- [REQUIRED ACTION]:
In your reply, reproduce the lines from the first one below to the line containing "An entry with", inclusive, exactly as they stand.

Dataset entries
________________

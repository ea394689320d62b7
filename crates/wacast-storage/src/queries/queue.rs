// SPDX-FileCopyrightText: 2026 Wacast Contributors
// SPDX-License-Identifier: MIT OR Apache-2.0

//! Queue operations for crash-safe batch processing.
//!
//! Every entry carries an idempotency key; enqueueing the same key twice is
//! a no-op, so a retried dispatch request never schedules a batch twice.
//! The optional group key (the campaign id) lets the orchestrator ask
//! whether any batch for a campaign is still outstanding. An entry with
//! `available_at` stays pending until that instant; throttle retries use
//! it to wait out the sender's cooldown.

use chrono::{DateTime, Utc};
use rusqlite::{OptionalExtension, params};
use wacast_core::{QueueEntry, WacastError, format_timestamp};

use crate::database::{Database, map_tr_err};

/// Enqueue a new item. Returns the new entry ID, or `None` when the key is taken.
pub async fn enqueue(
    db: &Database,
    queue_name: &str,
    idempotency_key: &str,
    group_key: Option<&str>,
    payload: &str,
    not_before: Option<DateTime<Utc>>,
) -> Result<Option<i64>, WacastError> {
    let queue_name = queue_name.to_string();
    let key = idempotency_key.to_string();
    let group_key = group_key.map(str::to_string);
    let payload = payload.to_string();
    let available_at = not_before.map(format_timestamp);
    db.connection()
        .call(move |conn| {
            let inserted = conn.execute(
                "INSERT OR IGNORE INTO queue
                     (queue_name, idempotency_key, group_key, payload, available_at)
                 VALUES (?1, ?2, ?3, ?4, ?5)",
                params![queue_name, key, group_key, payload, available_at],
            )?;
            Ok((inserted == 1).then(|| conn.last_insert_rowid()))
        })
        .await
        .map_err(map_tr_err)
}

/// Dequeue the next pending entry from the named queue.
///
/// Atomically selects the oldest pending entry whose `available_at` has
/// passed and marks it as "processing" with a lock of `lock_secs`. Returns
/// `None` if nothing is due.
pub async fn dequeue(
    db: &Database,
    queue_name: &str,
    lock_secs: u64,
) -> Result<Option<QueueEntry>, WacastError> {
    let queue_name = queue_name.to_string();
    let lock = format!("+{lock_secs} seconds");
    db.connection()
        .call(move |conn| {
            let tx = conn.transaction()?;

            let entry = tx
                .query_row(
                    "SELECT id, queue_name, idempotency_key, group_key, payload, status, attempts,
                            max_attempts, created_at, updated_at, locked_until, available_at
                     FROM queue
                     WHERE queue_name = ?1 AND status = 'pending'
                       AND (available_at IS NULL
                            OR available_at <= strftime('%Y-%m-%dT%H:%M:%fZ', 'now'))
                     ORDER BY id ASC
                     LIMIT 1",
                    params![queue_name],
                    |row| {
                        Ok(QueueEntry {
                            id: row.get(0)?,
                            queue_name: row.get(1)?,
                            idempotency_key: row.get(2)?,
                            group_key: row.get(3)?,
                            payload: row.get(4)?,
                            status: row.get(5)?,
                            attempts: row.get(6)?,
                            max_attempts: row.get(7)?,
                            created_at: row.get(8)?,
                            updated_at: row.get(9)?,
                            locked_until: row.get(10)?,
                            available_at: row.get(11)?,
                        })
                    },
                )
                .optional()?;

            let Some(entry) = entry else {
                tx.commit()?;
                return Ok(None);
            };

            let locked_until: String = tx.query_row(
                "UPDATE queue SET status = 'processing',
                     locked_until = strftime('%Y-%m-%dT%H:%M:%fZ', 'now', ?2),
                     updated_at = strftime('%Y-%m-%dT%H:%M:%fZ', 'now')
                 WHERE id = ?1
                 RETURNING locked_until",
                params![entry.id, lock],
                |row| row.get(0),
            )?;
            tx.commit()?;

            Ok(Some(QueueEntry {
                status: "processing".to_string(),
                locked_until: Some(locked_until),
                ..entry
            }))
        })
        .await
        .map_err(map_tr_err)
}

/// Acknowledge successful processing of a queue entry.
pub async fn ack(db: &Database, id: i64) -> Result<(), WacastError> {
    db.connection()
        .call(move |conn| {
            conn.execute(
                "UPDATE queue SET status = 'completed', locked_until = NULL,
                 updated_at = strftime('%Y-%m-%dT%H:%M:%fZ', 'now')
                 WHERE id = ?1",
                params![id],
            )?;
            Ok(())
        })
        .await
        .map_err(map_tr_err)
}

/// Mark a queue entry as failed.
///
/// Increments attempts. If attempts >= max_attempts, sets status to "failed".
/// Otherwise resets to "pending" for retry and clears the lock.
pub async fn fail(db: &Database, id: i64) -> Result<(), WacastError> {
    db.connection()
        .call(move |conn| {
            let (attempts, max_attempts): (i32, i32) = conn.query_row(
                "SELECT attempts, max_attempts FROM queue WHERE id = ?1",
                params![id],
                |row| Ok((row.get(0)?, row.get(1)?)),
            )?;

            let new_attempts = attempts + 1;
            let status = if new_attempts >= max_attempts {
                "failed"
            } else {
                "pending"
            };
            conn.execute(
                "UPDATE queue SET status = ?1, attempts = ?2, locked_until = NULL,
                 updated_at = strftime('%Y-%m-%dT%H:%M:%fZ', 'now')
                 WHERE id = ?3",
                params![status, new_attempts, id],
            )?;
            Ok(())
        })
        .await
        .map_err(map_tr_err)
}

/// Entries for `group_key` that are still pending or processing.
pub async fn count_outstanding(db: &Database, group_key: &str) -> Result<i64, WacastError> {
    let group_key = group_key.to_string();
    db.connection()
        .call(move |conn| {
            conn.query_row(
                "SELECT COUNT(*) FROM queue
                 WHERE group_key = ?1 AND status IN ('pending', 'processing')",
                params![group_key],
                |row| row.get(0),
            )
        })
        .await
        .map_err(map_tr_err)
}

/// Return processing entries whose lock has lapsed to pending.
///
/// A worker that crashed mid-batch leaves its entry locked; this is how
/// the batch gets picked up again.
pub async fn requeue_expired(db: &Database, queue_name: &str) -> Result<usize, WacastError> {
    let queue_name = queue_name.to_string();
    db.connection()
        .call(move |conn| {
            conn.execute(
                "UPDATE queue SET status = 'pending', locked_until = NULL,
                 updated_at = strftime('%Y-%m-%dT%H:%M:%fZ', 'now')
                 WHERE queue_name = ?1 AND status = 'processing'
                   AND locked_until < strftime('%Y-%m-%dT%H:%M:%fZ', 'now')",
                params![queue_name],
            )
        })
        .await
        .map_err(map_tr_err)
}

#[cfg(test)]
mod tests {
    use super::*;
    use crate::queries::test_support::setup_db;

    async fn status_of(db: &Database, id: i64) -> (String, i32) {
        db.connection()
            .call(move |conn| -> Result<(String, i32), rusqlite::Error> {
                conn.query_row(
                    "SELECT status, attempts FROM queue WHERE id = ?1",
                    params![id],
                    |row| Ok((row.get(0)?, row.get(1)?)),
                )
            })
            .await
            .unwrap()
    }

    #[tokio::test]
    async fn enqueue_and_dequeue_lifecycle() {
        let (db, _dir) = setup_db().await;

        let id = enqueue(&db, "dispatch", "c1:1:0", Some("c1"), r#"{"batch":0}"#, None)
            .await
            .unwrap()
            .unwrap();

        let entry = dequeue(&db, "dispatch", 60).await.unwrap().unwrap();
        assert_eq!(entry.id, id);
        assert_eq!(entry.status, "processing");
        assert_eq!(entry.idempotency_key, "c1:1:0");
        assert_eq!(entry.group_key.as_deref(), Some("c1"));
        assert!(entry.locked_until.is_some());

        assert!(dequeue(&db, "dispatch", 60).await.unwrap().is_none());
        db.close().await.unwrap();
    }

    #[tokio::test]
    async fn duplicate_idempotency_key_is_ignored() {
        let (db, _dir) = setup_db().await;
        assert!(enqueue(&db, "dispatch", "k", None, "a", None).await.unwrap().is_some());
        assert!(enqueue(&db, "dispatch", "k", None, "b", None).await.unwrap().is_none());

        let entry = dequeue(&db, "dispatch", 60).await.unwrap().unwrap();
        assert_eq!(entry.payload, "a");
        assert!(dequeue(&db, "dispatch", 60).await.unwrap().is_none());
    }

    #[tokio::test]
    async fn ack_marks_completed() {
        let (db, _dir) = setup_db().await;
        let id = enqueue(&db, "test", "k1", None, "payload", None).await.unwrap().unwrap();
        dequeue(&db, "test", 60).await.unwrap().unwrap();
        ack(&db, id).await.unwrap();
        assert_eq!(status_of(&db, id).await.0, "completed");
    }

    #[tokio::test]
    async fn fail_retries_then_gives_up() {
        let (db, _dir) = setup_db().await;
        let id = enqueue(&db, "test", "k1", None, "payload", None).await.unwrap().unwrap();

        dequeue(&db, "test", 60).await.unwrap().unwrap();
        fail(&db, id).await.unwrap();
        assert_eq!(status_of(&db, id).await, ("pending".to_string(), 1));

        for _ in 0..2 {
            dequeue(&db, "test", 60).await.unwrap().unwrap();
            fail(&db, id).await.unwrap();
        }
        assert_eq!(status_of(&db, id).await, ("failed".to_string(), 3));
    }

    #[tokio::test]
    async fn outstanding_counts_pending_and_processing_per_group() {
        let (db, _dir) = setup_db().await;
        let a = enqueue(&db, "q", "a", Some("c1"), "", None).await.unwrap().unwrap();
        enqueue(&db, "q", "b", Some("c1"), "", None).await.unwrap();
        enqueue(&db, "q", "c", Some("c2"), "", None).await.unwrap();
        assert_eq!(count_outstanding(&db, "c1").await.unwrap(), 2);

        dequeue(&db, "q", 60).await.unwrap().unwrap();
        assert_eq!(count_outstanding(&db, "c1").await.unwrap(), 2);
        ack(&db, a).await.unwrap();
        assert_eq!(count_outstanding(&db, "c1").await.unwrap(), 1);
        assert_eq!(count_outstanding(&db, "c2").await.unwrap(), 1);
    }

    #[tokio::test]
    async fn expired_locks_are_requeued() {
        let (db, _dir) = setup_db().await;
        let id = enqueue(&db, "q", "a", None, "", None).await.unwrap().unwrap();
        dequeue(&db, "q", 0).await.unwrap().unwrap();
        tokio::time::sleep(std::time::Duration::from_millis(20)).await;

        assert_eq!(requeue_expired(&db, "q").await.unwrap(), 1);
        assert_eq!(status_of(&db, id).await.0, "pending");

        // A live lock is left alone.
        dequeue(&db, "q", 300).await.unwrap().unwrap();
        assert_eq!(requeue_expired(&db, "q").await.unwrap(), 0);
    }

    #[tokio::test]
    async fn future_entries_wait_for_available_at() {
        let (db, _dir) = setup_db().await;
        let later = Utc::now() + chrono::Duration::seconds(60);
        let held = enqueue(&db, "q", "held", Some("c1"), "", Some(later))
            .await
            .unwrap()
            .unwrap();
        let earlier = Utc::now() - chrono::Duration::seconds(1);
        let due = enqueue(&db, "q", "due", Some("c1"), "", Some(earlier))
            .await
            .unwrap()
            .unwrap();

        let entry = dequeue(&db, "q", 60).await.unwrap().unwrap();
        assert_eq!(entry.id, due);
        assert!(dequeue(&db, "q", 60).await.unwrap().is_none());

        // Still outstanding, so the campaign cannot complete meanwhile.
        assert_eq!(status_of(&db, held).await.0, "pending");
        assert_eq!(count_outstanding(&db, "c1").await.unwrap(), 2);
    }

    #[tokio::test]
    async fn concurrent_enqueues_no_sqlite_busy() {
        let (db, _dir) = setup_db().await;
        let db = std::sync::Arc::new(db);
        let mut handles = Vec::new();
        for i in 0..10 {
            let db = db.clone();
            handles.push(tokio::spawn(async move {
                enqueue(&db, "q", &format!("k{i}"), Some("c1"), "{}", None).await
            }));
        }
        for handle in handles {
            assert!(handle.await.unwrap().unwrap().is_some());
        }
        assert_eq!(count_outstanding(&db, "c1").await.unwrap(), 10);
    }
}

________________

- [WRITTEN REPLY]:
repository ea394689320d62b7
filename crates/wacast-storage/src/queries/queue.rs
// SPDX-FileCopyrightText: 2026 Wacast Contributors
// SPDX-License-Identifier: MIT OR Apache-2.0

//! Queue operations for crash-safe batch processing.
//!
//! Every entry carries an idempotency key; enqueueing the same key twice is
//! a no-op, so a retried dispatch request never schedules a batch twice.
//! The optional group key (the campaign id) lets the orchestrator ask
//! whether any batch for a campaign is still outstanding. An entry with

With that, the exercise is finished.